Collected data
= = = =

// socket lifecycle, called by the bridge
impl Arena {
    /// Bind a new socket to a room seat. The previous socket for the
    /// same player, if any, is superseded; the fresh socket gets a
    /// full state resync and the room hears player_joined.
    pub async fn attach_socket(
        &self,
        room_code: &str,
        player_id: &str,
    ) -> Result<(String, Arc<Outbox>), ApiError> {
        let mut registry = self.registry.write().await;
        let room = registry
            .room(room_code)
            .ok_or_else(|| ApiError::NotFound("room".into()))?;
        let player = room
            .game
            .player(player_id)
            .ok_or_else(|| ApiError::NotFound("player".into()))?;
        if player.kind != PlayerKind::Human {
            return Err(ApiError::BadRequest("ai seats do not hold sockets".into()));
        }
        let symbol = player.symbol;
        let state = room.game.snapshot();
        let handle = SocketHandle::game(
            room_code.to_string(),
            player_id.to_string(),
            self.config.outbox_capacity,
        );
        let socket_id = handle.id.clone();
        let outbox = handle.outbox.clone();
        registry.attach(handle);
        registry.unicast(&socket_id, &GameEvent::GameStateUpdate { state });
        registry.broadcast(
            room_code,
            &GameEvent::PlayerJoined { player_id: player_id.into(), symbol },
        );
        log::info!("socket {} joined room {}", socket_id, room_code);
        Ok((socket_id, outbox))
    }

    /// Socket gone. Presence drops unless a newer socket already took
    /// over; the room itself survives until the reaper or an explicit
    /// leave condemns it.
    pub async fn detach_socket(&self, socket_id: &str) {
        let mut registry = self.registry.write().await;
        let Some(handle) = registry.detach(socket_id) else {
            return;
        };
        if let Some((code, player_id)) = handle.room.as_deref().zip(handle.player.as_deref()) {
            let current = registry
                .room(code)
                .and_then(|room| room.game.player(player_id))
                .is_some_and(|player| !player.connected);
            if current {
                registry.broadcast(code, &GameEvent::PlayerLeft { player_id: player_id.into() });
            }
        }
        log::info!("socket {} detached", socket_id);
    }

    pub async fn touch_socket(&self, socket_id: &str) {
        let mut registry = self.registry.write().await;
        registry.touch_socket(socket_id);
        let player = registry
            .socket(socket_id)
            .and_then(|handle| handle.room.as_deref().zip(handle.player.as_deref()))
            .map(|(code, player)| (code.to_string(), player.to_string()));
        if let Some((code, player_id)) = player {
            if let Some(player) = registry
                .room_mut(&code)
                .and_then(|room| room.game.player_mut(&player_id))
            {
                player.touch();
            }
        }
    }

    /// Inbound socket frames: keepalive and the leave message. Unknown
    /// types are ignored, not errors.
    pub async fn inbound(&self, socket_id: &str, text: &str) {
        self.touch_socket(socket_id).await;
        let Ok(value) = serde_json::from_str::<Value>(text) else {
            log::debug!("socket {} sent non-json frame", socket_id);
            return;
        };
        match value["type"].as_str() {
            Some("ping") => {
                let registry = self.registry.read().await;
                registry.unicast(socket_id, &GameEvent::Pong);
            }
            Some("leave_room") => {
                let mut registry = self.registry.write().await;
                let bound = registry
                    .socket(socket_id)
                    .and_then(|handle| handle.room.as_deref().zip(handle.player.as_deref()))
                    .map(|(code, player)| (code.to_string(), player.to_string()));
                if let Some((code, player_id)) = bound {
                    Self::depart(&mut registry, &code, &player_id).ok();
                }
            }
            _ => log::debug!("socket {} sent unhandled frame", socket_id),
        }
    }
}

= = = =

### Your goal
Copy each line above that contains the word "text".

### Answer section
    pub async fn inbound(&self, socket_id: &str, text: &str) {
        let Ok(value) = serde_json::from_str::<Value>(text) else {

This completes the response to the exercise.